Untuk hajat Bersih Deso ini, Cak Nun terlebih dahulu mengajak jamaah untuk membaca ayat Kursi dan tiga surat Qul, dengan harapan agar Allah yang bersinggasana di kursi-Nya menjaga “kursi” masing-masing jamaah. Agara masyarakat desa ini dijauhkan dari gangguan-gangguan dan dikuatkan hidupnya seperti pohon yang nancap kuat akarnya, kuat batangnya, wangi daunnya dan banyak buah-buahannya.

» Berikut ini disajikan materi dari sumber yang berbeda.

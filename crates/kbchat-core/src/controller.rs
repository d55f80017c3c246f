//! Chat client controller.
//!
//! The controller owns the connection slot, the streaming flag and the
//! pending assistant reply, and drives a [`ChatView`]. It performs no I/O of
//! its own: [`crate::session::Session`] feeds it socket events and schedules
//! the reconnects it asks for.
//!
//! ```text
//!   begin_connect        handle_open          handle_closed
//!  ───────────────▶ Connecting ─────────▶ Open ─────────────▶ Closed
//!                       │                                       │
//!                       └──────────── handle_closed ───────────▶│
//!                                                               │
//!            ◀──────────── begin_connect (after delay) ─────────┘
//! ```

use std::fmt;
use std::time::Duration;

use uuid::Uuid;

use crate::backoff::{Backoff, ReconnectPolicy};
use crate::error::{ChatError, InputError, TransportError};
use crate::format::{escape_html, format_reply};
use crate::protocol::{decode_frame, encode_user_message, Inbound};
use crate::status::{ConnectionState, ConnectionStatus};
use crate::transport::WsSender;
use crate::view::{ChatView, NodeId};

/// Identifies one socket instance. A new id is issued for every attempt.
#[derive(Debug, Clone, Copy, PartialEq, Eq, Hash, PartialOrd, Ord)]
pub struct ConnectionId(u64);

impl fmt::Display for ConnectionId {
    fn fmt(&self, f: &mut fmt::Formatter<'_>) -> fmt::Result {
        write!(f, "conn-{}", self.0)
    }
}

#[derive(Debug)]
struct Connection {
    id: ConnectionId,
    state: ConnectionState,
    sender: Option<WsSender>,
}

/// An assistant reply that is still streaming.
#[derive(Debug)]
struct PendingAssistantMessage {
    node: NodeId,
    raw: String,
}

/// Controller for one chat session.
#[derive(Debug)]
pub struct ChatController<V: ChatView> {
    id: Uuid,
    view: V,
    connection: Option<Connection>,
    next_connection: u64,
    streaming: bool,
    pending: Option<PendingAssistantMessage>,
    backoff: Backoff,
    disposed: bool,
}

impl<V: ChatView> ChatController<V> {
    /// Create a controller rendering into `view`.
    pub fn new(mut view: V, policy: ReconnectPolicy) -> Self {
        view.set_status(ConnectionStatus::Disconnected);
        Self {
            id: Uuid::new_v4(),
            view,
            connection: None,
            next_connection: 0,
            streaming: false,
            pending: None,
            backoff: Backoff::new(policy),
            disposed: false,
        }
    }

    /// Unique id of this controller, used in logs.
    #[must_use]
    pub const fn id(&self) -> Uuid {
        self.id
    }

    /// The view being driven.
    #[must_use]
    pub const fn view(&self) -> &V {
        &self.view
    }

    /// The view, for edits that do not affect controller state.
    pub fn view_mut(&mut self) -> &mut V {
        &mut self.view
    }

    /// Whether an assistant reply is in flight.
    #[must_use]
    pub const fn is_streaming(&self) -> bool {
        self.streaming
    }

    /// Whether a reply bubble is currently being filled.
    #[must_use]
    pub const fn has_pending_reply(&self) -> bool {
        self.pending.is_some()
    }

    /// State of the current socket, if any.
    #[must_use]
    pub fn connection_state(&self) -> Option<ConnectionState> {
        self.connection.as_ref().map(|c| c.state)
    }

    /// Id of the current socket, if any.
    #[must_use]
    pub fn connection_id(&self) -> Option<ConnectionId> {
        self.connection.as_ref().map(|c| c.id)
    }

    /// Status derived from the current socket.
    #[must_use]
    pub fn status(&self) -> ConnectionStatus {
        self.connection_state()
            .map_or(ConnectionStatus::Disconnected, ConnectionStatus::from)
    }

    /// Whether [`ChatController::dispose`] has been called.
    #[must_use]
    pub const fn is_disposed(&self) -> bool {
        self.disposed
    }

    // =========================================================================
    // Connection Lifecycle
    // =========================================================================

    /// Start a new connection attempt, replacing any previous socket.
    ///
    /// Returns `None` once disposed.
    pub fn begin_connect(&mut self) -> Option<ConnectionId> {
        if self.disposed {
            return None;
        }

        let id = ConnectionId(self.next_connection);
        self.next_connection += 1;
        self.connection = Some(Connection {
            id,
            state: ConnectionState::Connecting,
            sender: None,
        });
        self.view.set_status(ConnectionStatus::Reconnecting);

        tracing::debug!(controller = %self.id, connection = %id, "Connecting");
        Some(id)
    }

    /// The handshake for `id` succeeded.
    pub fn handle_open(&mut self, id: ConnectionId, sender: WsSender) {
        let Some(conn) = self.current_mut(id) else {
            return;
        };
        if conn.state != ConnectionState::Connecting {
            return;
        }

        conn.state = ConnectionState::Open;
        conn.sender = Some(sender);
        self.backoff.reset();
        self.view.set_status(ConnectionStatus::Connected);
        self.view.clear_error();

        tracing::info!(controller = %self.id, connection = %id, "WebSocket connected");
    }

    /// Socket `id` failed or closed.
    ///
    /// Returns the delay before the next connection attempt, or `None` if the
    /// event is stale, duplicated, or the controller is disposed.
    pub fn handle_closed(&mut self, id: ConnectionId, error: TransportError) -> Option<Duration> {
        let conn = self.current_mut(id)?;
        if conn.state == ConnectionState::Closed {
            return None;
        }

        conn.state = ConnectionState::Closed;
        conn.sender = None;

        if self.streaming || self.pending.is_some() {
            tracing::debug!(controller = %self.id, "Finalizing reply interrupted by disconnect");
            self.finish_reply();
        }

        self.view.set_status(ConnectionStatus::Disconnected);
        let error = ChatError::from(error);
        self.view.show_error(&error);

        let delay = self.backoff.next_delay();
        tracing::warn!(
            controller = %self.id,
            connection = %id,
            error = %error,
            delay_ms = delay.as_millis(),
            "WebSocket disconnected, scheduling reconnect"
        );
        Some(delay)
    }

    /// Stop reacting to events and drop the socket.
    pub fn dispose(&mut self) {
        if self.disposed {
            return;
        }
        self.disposed = true;
        self.connection = None;
        self.pending = None;
        self.streaming = false;
        tracing::debug!(controller = %self.id, "Controller disposed");
    }

    fn current_mut(&mut self, id: ConnectionId) -> Option<&mut Connection> {
        if self.disposed {
            return None;
        }
        self.connection.as_mut().filter(|c| c.id == id)
    }

    // =========================================================================
    // Outbound
    // =========================================================================

    /// Send a user message.
    ///
    /// Blank text, a missing connection, or an in-flight reply leave the view
    /// untouched and return an [`InputError`].
    ///
    /// # Errors
    ///
    /// Returns `ChatError::Input` when the message cannot be sent and
    /// `ChatError::Transport` if the socket writer rejects the frame.
    pub fn send_message(&mut self, text: &str) -> Result<(), ChatError> {
        if text.trim().is_empty() {
            return Err(InputError::Blank.into());
        }
        if self.streaming {
            return Err(InputError::Busy.into());
        }
        let sender = self
            .connection
            .as_ref()
            .filter(|c| !self.disposed && c.state == ConnectionState::Open)
            .and_then(|c| c.sender.clone())
            .ok_or(InputError::NotConnected)?;

        self.view.remove_placeholder();
        self.view.append_user_message(text, &escape_html(text));
        self.view.scroll_to_bottom();

        self.streaming = true;
        self.view.set_input_enabled(false);

        if let Err(e) = sender.send_text(encode_user_message(text)) {
            self.streaming = false;
            self.view.set_input_enabled(true);
            return Err(e.into());
        }

        self.view.clear_input();
        tracing::debug!(controller = %self.id, bytes = text.len(), "Message sent");
        Ok(())
    }

    // =========================================================================
    // Inbound
    // =========================================================================

    /// Handle an inbound text frame from socket `id`.
    ///
    /// Frames from stale sockets are dropped.
    ///
    /// # Errors
    ///
    /// Returns `ChatError::Protocol` for a malformed frame; the view is not
    /// changed in that case.
    pub fn handle_frame(&mut self, id: ConnectionId, text: &str) -> Result<(), ChatError> {
        if self.current_mut(id).is_none() {
            tracing::trace!(connection = %id, "Dropping frame from stale connection");
            return Ok(());
        }

        match decode_frame(text)? {
            Inbound::Stream(content) => self.handle_stream_chunk(&content),
            Inbound::End => self.finish_reply(),
            Inbound::Other(kind) => {
                tracing::debug!(kind = %kind, "Ignoring frame of unknown type");
            }
        }
        Ok(())
    }

    fn handle_stream_chunk(&mut self, content: &str) {
        let view = &mut self.view;
        let pending = self.pending.get_or_insert_with(|| PendingAssistantMessage {
            node: view.begin_assistant_message(),
            raw: String::new(),
        });

        pending.raw.push_str(content);
        view.append_assistant_text(pending.node, content);
        view.scroll_to_bottom();
    }

    fn finish_reply(&mut self) {
        if let Some(pending) = self.pending.take() {
            let reply = format_reply(&pending.raw);
            self.view.finalize_assistant_message(pending.node, &reply);
        }

        self.streaming = false;
        self.view.set_input_enabled(true);
        self.view.focus_input();
    }
}
//! Wire protocol spoken with the chat backend.
//!
//! Outbound frames are the user's raw text with no envelope. Inbound frames
//! are JSON objects discriminated by `type`:
//!
//! ```text
//! {"type": "stream", "content": "Hel"}
//! {"type": "stream", "content": "lo"}
//! {"type": "end", "content": ""}
//! ```

use serde::Deserialize;

use crate::error::ProtocolError;

/// A decoded inbound frame.
#[derive(Debug, Clone, PartialEq, Eq)]
pub enum Inbound {
    /// A fragment of the assistant reply.
    Stream(String),
    /// The assistant reply is complete.
    End,
    /// A frame with an unrecognized `type`; ignored by the controller.
    Other(String),
}

#[derive(Debug, Deserialize)]
struct Envelope {
    #[serde(rename = "type")]
    kind: String,
    #[serde(default)]
    content: Option<String>,
}

/// Decode an inbound text frame.
///
/// # Errors
///
/// Returns `ProtocolError::Json` if the frame is not a JSON object with a
/// string `type`, and `ProtocolError::MissingField` for a `stream` frame
/// without string `content`.
pub fn decode_frame(text: &str) -> Result<Inbound, ProtocolError> {
    let envelope: Envelope = serde_json::from_str(text)?;

    match envelope.kind.as_str() {
        "stream" => envelope
            .content
            .map(Inbound::Stream)
            .ok_or(ProtocolError::MissingField {
                kind: envelope.kind,
                field: "content",
            }),
        "end" => Ok(Inbound::End),
        _ => Ok(Inbound::Other(envelope.kind)),
    }
}

/// Encode a user message for the wire.
#[must_use]
pub fn encode_user_message(text: &str) -> String {
    text.to_string()
}

#[cfg(test)]
mod tests {
    use super::*;

    #[test]
    fn decodes_stream_chunk() {
        let frame = decode_frame(r#"{"type":"stream","content":"Hel"}"#).unwrap();
        assert_eq!(frame, Inbound::Stream("Hel".to_string()));
    }

    #[test]
    fn decodes_end_with_and_without_content() {
        assert_eq!(
            decode_frame(r#"{"type":"end","content":""}"#).unwrap(),
            Inbound::End
        );
        assert_eq!(decode_frame(r#"{"type":"end"}"#).unwrap(), Inbound::End);
    }

    #[test]
    fn unknown_type_is_reported_not_rejected() {
        let frame = decode_frame(r#"{"type":"typing","content":"x"}"#).unwrap();
        assert_eq!(frame, Inbound::Other("typing".to_string()));
    }

    #[test]
    fn stream_without_content_is_an_error() {
        let err = decode_frame(r#"{"type":"stream"}"#).unwrap_err();
        assert!(matches!(
            err,
            ProtocolError::MissingField { field: "content", .. }
        ));
    }

    #[test]
    fn malformed_frames_are_errors() {
        assert!(decode_frame("not json").is_err());
        assert!(decode_frame(r#"{"content":"no type"}"#).is_err());
        assert!(decode_frame(r#"{"type":"stream","content":42}"#).is_err());
        assert!(decode_frame("[]").is_err());
    }

    #[test]
    fn outbound_text_is_sent_verbatim() {
        assert_eq!(encode_user_message("  hi\n"), "  hi\n");
    }
}
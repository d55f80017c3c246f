//! Error types for the chat client.
//!
//! Errors are split by how they are handled: transport failures are shown to
//! the user and trigger a reconnect, protocol errors are logged, and input
//! errors are dropped without any visible effect.

use thiserror::Error;

/// A result type using `ChatError`.
pub type Result<T> = std::result::Result<T, ChatError>;

/// Socket-level failures.
#[derive(Debug, Clone, PartialEq, Eq, Error)]
pub enum TransportError {
    /// The WebSocket handshake failed.
    #[error("connection failed: {0}")]
    Connect(String),

    /// An outbound frame could not be handed to the socket writer.
    #[error("send failed: {0}")]
    Send(String),

    /// Reading from the socket failed.
    #[error("socket error: {0}")]
    Socket(String),

    /// The server closed the connection.
    #[error("connection closed by server")]
    ClosedByPeer,
}

/// An inbound frame that does not match the stream protocol.
#[derive(Debug, Error)]
pub enum ProtocolError {
    /// The frame is not a JSON object of the expected shape.
    #[error("invalid frame: {0}")]
    Json(#[from] serde_json::Error),

    /// A field required by the frame's `type` is absent.
    #[error("frame of type `{kind}` is missing field `{field}`")]
    MissingField {
        /// The frame discriminant.
        kind: String,
        /// The absent field.
        field: &'static str,
    },
}

/// A send request that cannot be honored.
#[derive(Debug, Clone, Copy, PartialEq, Eq, Error)]
pub enum InputError {
    /// The message is empty or whitespace only.
    #[error("message is blank")]
    Blank,

    /// There is no open connection.
    #[error("not connected")]
    NotConnected,

    /// A reply is still streaming.
    #[error("a reply is still streaming")]
    Busy,
}

/// Any error produced by the chat controller.
#[derive(Debug, Error)]
pub enum ChatError {
    /// Socket-level failure.
    #[error(transparent)]
    Transport(#[from] TransportError),

    /// Malformed inbound frame.
    #[error(transparent)]
    Protocol(#[from] ProtocolError),

    /// Rejected user input.
    #[error(transparent)]
    Input(#[from] InputError),
}

impl ChatError {
    /// Whether the error should be shown to the user in the error banner.
    #[must_use]
    pub const fn is_user_visible(&self) -> bool {
        matches!(self, Self::Transport(_))
    }
}

/// Failure to load client configuration.
#[derive(Debug, Error)]
pub enum ConfigError {
    /// The configuration file could not be read.
    #[error("failed to read {path}: {source}")]
    Read {
        /// Path of the configuration file.
        path: String,
        /// Underlying I/O error.
        #[source]
        source: std::io::Error,
    },

    /// The configuration file is not valid TOML for `ClientConfig`.
    #[error("invalid configuration: {0}")]
    Parse(#[from] toml::de::Error),

    /// The server URL does not use an http, https, ws or wss scheme.
    #[error("unsupported server url: {0}")]
    InvalidUrl(String),
}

Cak Nun juga mendoakan agar dengan melihat para jamaah berkumpul di lapangan Allah tidak tega untuk tidak mengabulkan doa mereka. Bersih Deso itu dipahami dengan kesadaran bahwa yang menciptakan tanah adalah Allah. Menurut Cak Nun, bersih deso ini dilakukan dengan selalu ingat akan pohon. Jadikan pohon sebagai cara memandang.

Foto: Adin.
Foto: Adin.

Selebihnya, dasar yang perlu dipegang adalah pentingnya konstruksi atau bun-yan. Dalam hal ini bisa diwakili oleh baju/celana dan sarung/selimut. Baju dan celana jelas konstruksinya. Ada bagian-bagian dengan fungsi masing-masing. Sedang sadung atau selimut wataknya adalah nglimprek, tanpa ada anatomi. Jangan membangun negara seperti sarung, tetapi seperti baju. Hidup pun demikia kenyataannya, yaitu seperti baju. Bersih Deso itu sesungguhnya suatu bangunan yang jelas konstruksinya. Dan bersih desa ini berlangsung di tengah negara yang tak pernah dan tak punya konsep bersih negara.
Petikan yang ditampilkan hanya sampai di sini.